▸ **WHAT THE TASK REQUIRES**
Your answer should reproduce the full set of records exactly as given.
** DATA EXCERPTS follows **
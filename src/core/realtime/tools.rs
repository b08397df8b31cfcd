//! Tool-call handling.
//!
//! [`PendingCalls`] turns the per-channel message stream into complete
//! [`FunctionCall`]s (single-shot calls, or argument chunks terminated by a
//! done event). [`ToolDispatcher`] executes them and produces the reply
//! events: one `function_call_output` item followed by `response.create`.

use async_trait::async_trait;
use serde::Deserialize;
use serde_json::{Value, json};
use std::collections::HashMap;
use std::sync::Arc;

use super::base::{QuestionTool, RealtimeError, RealtimeResult};
use super::messages::{ChannelMessage, ClientEvent};
use crate::core::questions::{QuestionBank, QuestionCategory, QuestionRecord};
use crate::core::session::{InterviewMode, QUESTION_TOOL_NAME};

/// A complete function call from the remote model.
#[derive(Debug, Clone, PartialEq, Eq)]
pub struct FunctionCall {
    pub name: String,
    pub call_id: String,
    pub arguments: String,
}

#[derive(Debug, Default)]
struct PendingArgs {
    name: Option<String>,
    chunks: String,
}

/// Per-channel buffer of in-flight calls.
///
/// Function names are announced by `response.output_item.added`, arguments
/// arrive as deltas, and only the done event completes a call. Whatever is
/// still tracked when the response ends is discarded.
#[derive(Debug, Default)]
pub struct PendingCalls {
    names: HashMap<String, String>,
    args: HashMap<String, PendingArgs>,
}

impl PendingCalls {
    pub fn new() -> Self {
        Self::default()
    }

    /// Number of calls still waiting for their done event.
    pub fn in_flight(&self) -> usize {
        self.args.len()
    }

    /// Number of announced call names not yet consumed.
    pub fn tracked_names(&self) -> usize {
        self.names.len()
    }

    /// Feed one message; returns a call once it is complete.
    pub fn observe(&mut self, message: ChannelMessage) -> Option<FunctionCall> {
        match message {
            ChannelMessage::FunctionCall {
                name,
                call_id,
                arguments,
            } => {
                let tracked = self.names.remove(&call_id);
                Some(FunctionCall {
                    name: name.or(tracked).unwrap_or_default(),
                    call_id,
                    arguments,
                })
            }

            ChannelMessage::ArgumentsDelta {
                call_id,
                name,
                delta,
            } => {
                let entry = self.args.entry(call_id).or_default();
                entry.chunks.push_str(&delta);
                if name.is_some() {
                    entry.name = name;
                }
                None
            }

            ChannelMessage::ArgumentsDone {
                call_id,
                name,
                arguments,
            } => {
                let entry = self.args.remove(&call_id).unwrap_or_default();
                let tracked = self.names.remove(&call_id);
                let name = entry.name.or(name).or(tracked).unwrap_or_else(|| {
                    tracing::warn!("Function name not found for call_id: {}", call_id);
                    String::new()
                });
                let arguments = arguments
                    .filter(|a| !a.is_empty())
                    .unwrap_or(entry.chunks);
                tracing::debug!("Function call complete: name={}, call_id={}", name, call_id);
                Some(FunctionCall {
                    name,
                    call_id,
                    arguments,
                })
            }

            ChannelMessage::OutputItemAdded { item } => {
                if item.item_type == "function_call"
                    && let (Some(call_id), Some(name)) = (item.call_id, item.name)
                {
                    tracing::debug!("Tracking function call: call_id={}, name={}", call_id, name);
                    self.names.insert(call_id, name);
                }
                None
            }

            ChannelMessage::ResponseDone => {
                let abandoned = self.names.len().max(self.args.len());
                if abandoned > 0 {
                    tracing::debug!("Response ended with {} incomplete call(s)", abandoned);
                }
                self.names.clear();
                self.args.clear();
                None
            }

            ChannelMessage::Other => None,
        }
    }
}

#[derive(Debug, Default, Deserialize)]
struct QuestionArgs {
    #[serde(default)]
    qtype: Option<String>,
}

/// Resolves and executes tool calls.
pub struct ToolDispatcher {
    questions: Arc<dyn QuestionTool>,
    default_category: QuestionCategory,
}

impl ToolDispatcher {
    /// Create a dispatcher; calls without a `qtype` use the mode's category.
    pub fn new(questions: Arc<dyn QuestionTool>, mode: InterviewMode) -> Self {
        Self {
            questions,
            default_category: QuestionCategory::for_mode(mode),
        }
    }

    /// Execute a call and build the reply events.
    ///
    /// Never fails: unknown tools and tool errors become `{"error": ...}`
    /// outputs so the model can recover.
    pub async fn execute(&self, call: &FunctionCall) -> Vec<ClientEvent> {
        let output = match self.run(call).await {
            Ok(value) => value,
            Err(message) => json!({ "error": message }),
        };
        vec![
            ClientEvent::function_output(&call.call_id, output.to_string()),
            ClientEvent::ResponseCreate,
        ]
    }

    async fn run(&self, call: &FunctionCall) -> Result<Value, String> {
        if call.name != QUESTION_TOOL_NAME {
            tracing::warn!("Unknown tool requested: {:?}", call.name);
            return Err(format!("Unknown tool: {}", call.name));
        }

        let args: QuestionArgs = if call.arguments.trim().is_empty() {
            QuestionArgs::default()
        } else {
            serde_json::from_str(&call.arguments).map_err(|e| e.to_string())?
        };

        let category = match args.qtype.as_deref().map(str::trim) {
            None | Some("") => self.default_category,
            Some(raw) => QuestionCategory::parse(raw)
                .ok_or_else(|| "qtype must be 'personal-fit' or 'behavioral'".to_string())?,
        };

        let record = self
            .questions
            .get_question(category)
            .await
            .map_err(|e| e.to_string())?;
        tracing::info!("Question tool served {} ({})", record.id, record.category);
        serde_json::to_value(record).map_err(|e| e.to_string())
    }
}

#[async_trait]
impl QuestionTool for QuestionBank {
    async fn get_question(&self, category: QuestionCategory) -> RealtimeResult<QuestionRecord> {
        self.get(category)
            .await
            .map_err(|e| RealtimeError::ProviderError(e.to_string()))
    }
}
** End of DATA EXCERPTS **
▸ **YOUR SOLUTION**
filename src/core/realtime/tools.rs
repository b08397df8b31cfcd
//! Tool-call handling.
//!
//! [`PendingCalls`] turns the per-channel message stream into complete
//! [`FunctionCall`]s (single-shot calls, or argument chunks terminated by a
//! done event). [`ToolDispatcher`] executes them and produces the reply
//! events: one `function_call_output` item followed by `response.create`.

use async_trait::async_trait;
use serde::Deserialize;
use serde_json::{Value, json};
use std::collections::HashMap;
use std::sync::Arc;

use super::base::{QuestionTool, RealtimeError, RealtimeResult};
use super::messages::{ChannelMessage, ClientEvent};
use crate::core::questions::{QuestionBank, QuestionCategory, QuestionRecord};
use crate::core::session::{InterviewMode, QUESTION_TOOL_NAME};

/// A complete function call from the remote model.
#[derive(Debug, Clone, PartialEq, Eq)]
pub struct FunctionCall {
    pub name: String,
    pub call_id: String,
    pub arguments: String,
}

#[derive(Debug, Default)]
struct PendingArgs {
    name: Option<String>,
    chunks: String,
}

/// Per-channel buffer of in-flight calls.
///
/// Function names are announced by `response.output_item.added`, arguments
/// arrive as deltas, and only the done event completes a call. Whatever is
/// still tracked when the response ends is discarded.
#[derive(Debug, Default)]
pub struct PendingCalls {
    names: HashMap<String, String>,
    args: HashMap<String, PendingArgs>,
}

impl PendingCalls {
    pub fn new() -> Self {
        Self::default()
    }

    /// Number of calls still waiting for their done event.
    pub fn in_flight(&self) -> usize {
        self.args.len()
    }

    /// Number of announced call names not yet consumed.
    pub fn tracked_names(&self) -> usize {
        self.names.len()
    }

    /// Feed one message; returns a call once it is complete.
    pub fn observe(&mut self, message: ChannelMessage) -> Option<FunctionCall> {
        match message {
            ChannelMessage::FunctionCall {
                name,
                call_id,
                arguments,
            } => {
                let tracked = self.names.remove(&call_id);
                Some(FunctionCall {
                    name: name.or(tracked).unwrap_or_default(),
                    call_id,
                    arguments,
                })
            }

            ChannelMessage::ArgumentsDelta {
                call_id,
                name,
                delta,
            } => {
                let entry = self.args.entry(call_id).or_default();
                entry.chunks.push_str(&delta);
                if name.is_some() {
                    entry.name = name;
                }
                None
            }

            ChannelMessage::ArgumentsDone {
                call_id,
                name,
                arguments,
            } => {
                let entry = self.args.remove(&call_id).unwrap_or_default();
                let tracked = self.names.remove(&call_id);
                let name = entry.name.or(name).or(tracked).unwrap_or_else(|| {
                    tracing::warn!("Function name not found for call_id: {}", call_id);
                    String::new()
                });
                let arguments = arguments
                    .filter(|a| !a.is_empty())
                    .unwrap_or(entry.chunks);
                tracing::debug!("Function call complete: name={}, call_id={}", name, call_id);
                Some(FunctionCall {
                    name,
                    call_id,
                    arguments,
                })
            }

            ChannelMessage::OutputItemAdded { item } => {
                if item.item_type == "function_call"
                    && let (Some(call_id), Some(name)) = (item.call_id, item.name)
                {
                    tracing::debug!("Tracking function call: call_id={}, name={}", call_id, name);
                    self.names.insert(call_id, name);
                }
                None
            }

            ChannelMessage::ResponseDone => {
                let abandoned = self.names.len().max(self.args.len());
                if abandoned > 0 {
                    tracing::debug!("Response ended with {} incomplete call(s)", abandoned);
                }
                self.names.clear();
                self.args.clear();
                None
            }

            ChannelMessage::Other => None,
        }
    }
}

#[derive(Debug, Default, Deserialize)]
struct QuestionArgs {
    #[serde(default)]
    qtype: Option<String>,
}

/// Resolves and executes tool calls.
pub struct ToolDispatcher {
    questions: Arc<dyn QuestionTool>,
    default_category: QuestionCategory,
}

impl ToolDispatcher {
    /// Create a dispatcher; calls without a `qtype` use the mode's category.
    pub fn new(questions: Arc<dyn QuestionTool>, mode: InterviewMode) -> Self {
        Self {
            questions,
            default_category: QuestionCategory::for_mode(mode),
        }
    }

    /// Execute a call and build the reply events.
    ///
    /// Never fails: unknown tools and tool errors become `{"error": ...}`
    /// outputs so the model can recover.
    pub async fn execute(&self, call: &FunctionCall) -> Vec<ClientEvent> {
        let output = match self.run(call).await {
            Ok(value) => value,
            Err(message) => json!({ "error": message }),
        };
        vec![
            ClientEvent::function_output(&call.call_id, output.to_string()),
            ClientEvent::ResponseCreate,
        ]
    }

    async fn run(&self, call: &FunctionCall) -> Result<Value, String> {
        if call.name != QUESTION_TOOL_NAME {
            tracing::warn!("Unknown tool requested: {:?}", call.name);
            return Err(format!("Unknown tool: {}", call.name));
        }

        let args: QuestionArgs = if call.arguments.trim().is_empty() {
            QuestionArgs::default()
        } else {
            serde_json::from_str(&call.arguments).map_err(|e| e.to_string())?
        };

        let category = match args.qtype.as_deref().map(str::trim) {
            None | Some("") => self.default_category,
            Some(raw) => QuestionCategory::parse(raw)
                .ok_or_else(|| "qtype must be 'personal-fit' or 'behavioral'".to_string())?,
        };

        let record = self
            .questions
            .get_question(category)
            .await
            .map_err(|e| e.to_string())?;
        tracing::info!("Question tool served {} ({})", record.id, record.category);
        serde_json::to_value(record).map_err(|e| e.to_string())
    }
}

#[async_trait]
impl QuestionTool for QuestionBank {
    async fn get_question(&self, category: QuestionCategory) -> RealtimeResult<QuestionRecord> {
        self.get(category)
            .await
            .map_err(|e| RealtimeError::ProviderError(e.to_string()))
    }
}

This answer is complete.